Rétablissons donc la vérité des faits. L’Etat moderne ne proscrit les religions d’Etat que parce qu’il a la sienne — et cette religion c’est la Révolution. Maintenant, pour en revenir à la question romaine, on comprendra sans peine la position impossible que l’on prétend faire à la Papauté en l’obligeant à accepter pour sa souveraineté temporelle les conditions de l’Etat moderne. La Papauté sait fort bien quelle est la nature du principe dont il relève. Elle le comprend d’instinct, la conscience chrétienne du prêtre dans le Pape l’en avertirait au besoin. Entre la Papauté et ce principe il n’y a point de transaction possible; car ici une transaction ne serait pas une pure concession de pouvoir, ce serait tout bonnement une apostasie. — Mais, dira-t-on, pourquoi le Pape n’accepterait-il pas les institutions sans le principe? — C’est encore là une des illusions de cette opinion soi-disant modérée, qui se croit éminemment raisonnable et qui n’est qu’inintelligente. Comme si des institutions pouvaient se séparer du principe qui les a créées et qui les fait vivre… Comme si le matériel d’institutions privées de leur âme était autre chose qu’un attirail mort et sans utilité — un véritable encombrement. D’ailleurs les institutions politiques ont toujours en définitive la signification que leur attribuent, non pas ceux qui les donnent, mais ceux qui les obtiennent — surtout quand ils vous les imposent.

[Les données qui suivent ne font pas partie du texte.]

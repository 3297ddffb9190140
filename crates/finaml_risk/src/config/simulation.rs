//! Simulation settings: seed, rate-sampler volatilities and batching.

use serde::Deserialize;
use tracing::warn;

use super::error::ConfigError;
use crate::parallel::{ParallelConfig, DEFAULT_BATCH_SIZE, DEFAULT_PARALLEL_THRESHOLD};

/// Default top-level seed.
pub const DEFAULT_SEED: u64 = 42;

/// Default log-volatility of the sampled gross growth rate.
pub const DEFAULT_GROWTH_VOLATILITY: f64 = 0.15;

/// Default log-volatility of the sampled gross discount rate.
pub const DEFAULT_DISCOUNT_VOLATILITY: f64 = 0.02;

/// Upper bound on either sampled-rate volatility.
///
/// Above this the log-normal gross-rate shock can underflow far enough that
/// a sampled rate rounds to -1.
pub const MAX_RATE_VOLATILITY: f64 = 3.0;

/// Monte Carlo simulation configuration.
///
/// # Examples
///
/// ```rust
/// use finaml_risk::config::SimulationConfig;
///
/// let config = SimulationConfig::builder()
///     .seed(7)
///     .growth_volatility(0.0)
///     .build()
///     .unwrap();
///
/// assert_eq!(config.seed(), 7);
/// assert_eq!(config.growth_volatility(), 0.0);
/// ```
#[derive(Clone, Debug, PartialEq, Deserialize)]
#[serde(default, deny_unknown_fields)]
pub struct SimulationConfig {
    seed: u64,
    growth_volatility: f64,
    discount_volatility: f64,
    batch_size: usize,
    parallel_threshold: usize,
}

impl Default for SimulationConfig {
    fn default() -> Self {
        Self {
            seed: DEFAULT_SEED,
            growth_volatility: DEFAULT_GROWTH_VOLATILITY,
            discount_volatility: DEFAULT_DISCOUNT_VOLATILITY,
            batch_size: DEFAULT_BATCH_SIZE,
            parallel_threshold: DEFAULT_PARALLEL_THRESHOLD,
        }
    }
}

impl SimulationConfig {
    /// Creates a builder seeded with the defaults.
    #[inline]
    pub fn builder() -> SimulationConfigBuilder {
        SimulationConfigBuilder::default()
    }

    /// Returns the top-level seed.
    #[inline]
    pub fn seed(&self) -> u64 {
        self.seed
    }

    /// Returns the growth-rate volatility.
    #[inline]
    pub fn growth_volatility(&self) -> f64 {
        self.growth_volatility
    }

    /// Returns the discount-rate volatility.
    #[inline]
    pub fn discount_volatility(&self) -> f64 {
        self.discount_volatility
    }

    /// Returns the number of trials per batch.
    #[inline]
    pub fn batch_size(&self) -> usize {
        self.batch_size
    }

    /// Returns the trial count from which batches run on the Rayon pool.
    #[inline]
    pub fn parallel_threshold(&self) -> usize {
        self.parallel_threshold
    }

    /// Batching settings for [`crate::parallel::process_in_batches`].
    pub fn parallel_config(&self) -> ParallelConfig {
        ParallelConfig::new(self.batch_size, self.parallel_threshold)
    }

    /// Validates every field and reports all failures together.
    pub fn validate(&self) -> Result<(), ConfigError> {
        let mut errors = Vec::new();

        for (name, value) in [
            ("growth_volatility", self.growth_volatility),
            ("discount_volatility", self.discount_volatility),
        ] {
            if !(0.0..=MAX_RATE_VOLATILITY).contains(&value) {
                errors.push(format!(
                    "{name} {value} must be finite and in [0, {MAX_RATE_VOLATILITY}]"
                ));
            }
        }
        if self.batch_size == 0 {
            errors.push("batch_size must be greater than 0".to_string());
        }

        if errors.is_empty() {
            Ok(())
        } else {
            Err(ConfigError::Validation(errors))
        }
    }

    /// Applies `FINAML_SEED` through `lookup`.
    pub fn with_overrides<F>(mut self, lookup: F) -> Self
    where
        F: Fn(&str) -> Option<String>,
    {
        if let Some(raw) = lookup("FINAML_SEED") {
            match raw.trim().parse() {
                Ok(seed) => self.seed = seed,
                Err(_) => warn!(variable = "FINAML_SEED", value = %raw, "ignoring unparseable override"),
            }
        }
        self
    }

    /// Applies overrides from the process environment.
    pub fn with_env_override(self) -> Self {
        self.with_overrides(|name| std::env::var(name).ok())
    }
}

/// Builder for [`SimulationConfig`].
#[derive(Clone, Debug, Default)]
pub struct SimulationConfigBuilder {
    config: SimulationConfig,
}

impl SimulationConfigBuilder {
    /// Sets the top-level seed.
    #[inline]
    pub fn seed(mut self, seed: u64) -> Self {
        self.config.seed = seed;
        self
    }

    /// Sets the growth-rate volatility.
    #[inline]
    pub fn growth_volatility(mut self, volatility: f64) -> Self {
        self.config.growth_volatility = volatility;
        self
    }

    /// Sets the discount-rate volatility.
    #[inline]
    pub fn discount_volatility(mut self, volatility: f64) -> Self {
        self.config.discount_volatility = volatility;
        self
    }

    /// Sets the number of trials per batch.
    #[inline]
    pub fn batch_size(mut self, batch_size: usize) -> Self {
        self.config.batch_size = batch_size;
        self
    }

    /// Sets the trial count from which batches run in parallel.
    #[inline]
    pub fn parallel_threshold(mut self, threshold: usize) -> Self {
        self.config.parallel_threshold = threshold;
        self
    }

    /// Builds and validates the configuration.
    pub fn build(self) -> Result<SimulationConfig, ConfigError> {
        self.config.validate()?;
        Ok(self.config)
    }
}

#[cfg(test)]
mod tests {
    use super::*;

    #[test]
    fn test_defaults_are_valid() {
        let config = SimulationConfig::default();
        assert_eq!(config.seed(), DEFAULT_SEED);
        assert_eq!(config.batch_size(), DEFAULT_BATCH_SIZE);
        assert!(config.validate().is_ok());
    }

    #[test]
    fn test_negative_volatility_rejected() {
        assert!(SimulationConfig::builder()
            .growth_volatility(-0.1)
            .build()
            .is_err());
        assert!(SimulationConfig::builder()
            .discount_volatility(f64::INFINITY)
            .build()
            .is_err());
    }

    #[test]
    fn test_volatility_above_cap_rejected() {
        assert!(SimulationConfig::builder()
            .growth_volatility(MAX_RATE_VOLATILITY)
            .build()
            .is_ok());
        match SimulationConfig::builder()
            .growth_volatility(3.5)
            .discount_volatility(10.0)
            .build()
        {
            Err(ConfigError::Validation(errors)) => assert_eq!(errors.len(), 2),
            other => panic!("expected validation failure, got {other:?}"),
        }
    }

    #[test]
    fn test_zero_batch_size_rejected() {
        assert!(matches!(
            SimulationConfig::builder().batch_size(0).build(),
            Err(ConfigError::Validation(_))
        ));
    }

    #[test]
    fn test_parallel_config() {
        let config = SimulationConfig::builder()
            .batch_size(250)
            .parallel_threshold(10)
            .build()
            .unwrap();
        assert_eq!(config.parallel_config(), ParallelConfig::new(250, 10));
    }

    #[test]
    fn test_seed_override() {
        let config = SimulationConfig::default().with_overrides(|name| {
            (name == "FINAML_SEED").then(|| "1234".to_string())
        });
        assert_eq!(config.seed(), 1234);
    }
}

Si le Pape n’eût été que prêtre, c’est-à-dire si la Papauté fût restée fidèle à son origine, la Révolution n’aurait eu aucune prise sur elle, car la persécution n’en est pas une. Mais c’est l’élément mortel et périssable qu’elle s’est identifié qui la rend maintenant accessible à ses coups. C’est là le gage que depuis des siècles la Papauté romaine a donné par avance à la Révolution.

Et c’est ici, comme nous l’avons dit, que la logique souveraine de l’action providentielle s’est manifestée avec éclat. De toutes les institutions que la Papauté a enfantées depuis sa séparation d’avec l’Eglise Orthodoxe, celle qui a le plus profondément marqué cette séparation, qui la le plus aggravée, le plus consolidée, c’est sans nul doute la souveraineté temporelle du Pape. Et c’est précisément contre cette institution que nous voyons la Papauté venir se heurter aujourd’hui.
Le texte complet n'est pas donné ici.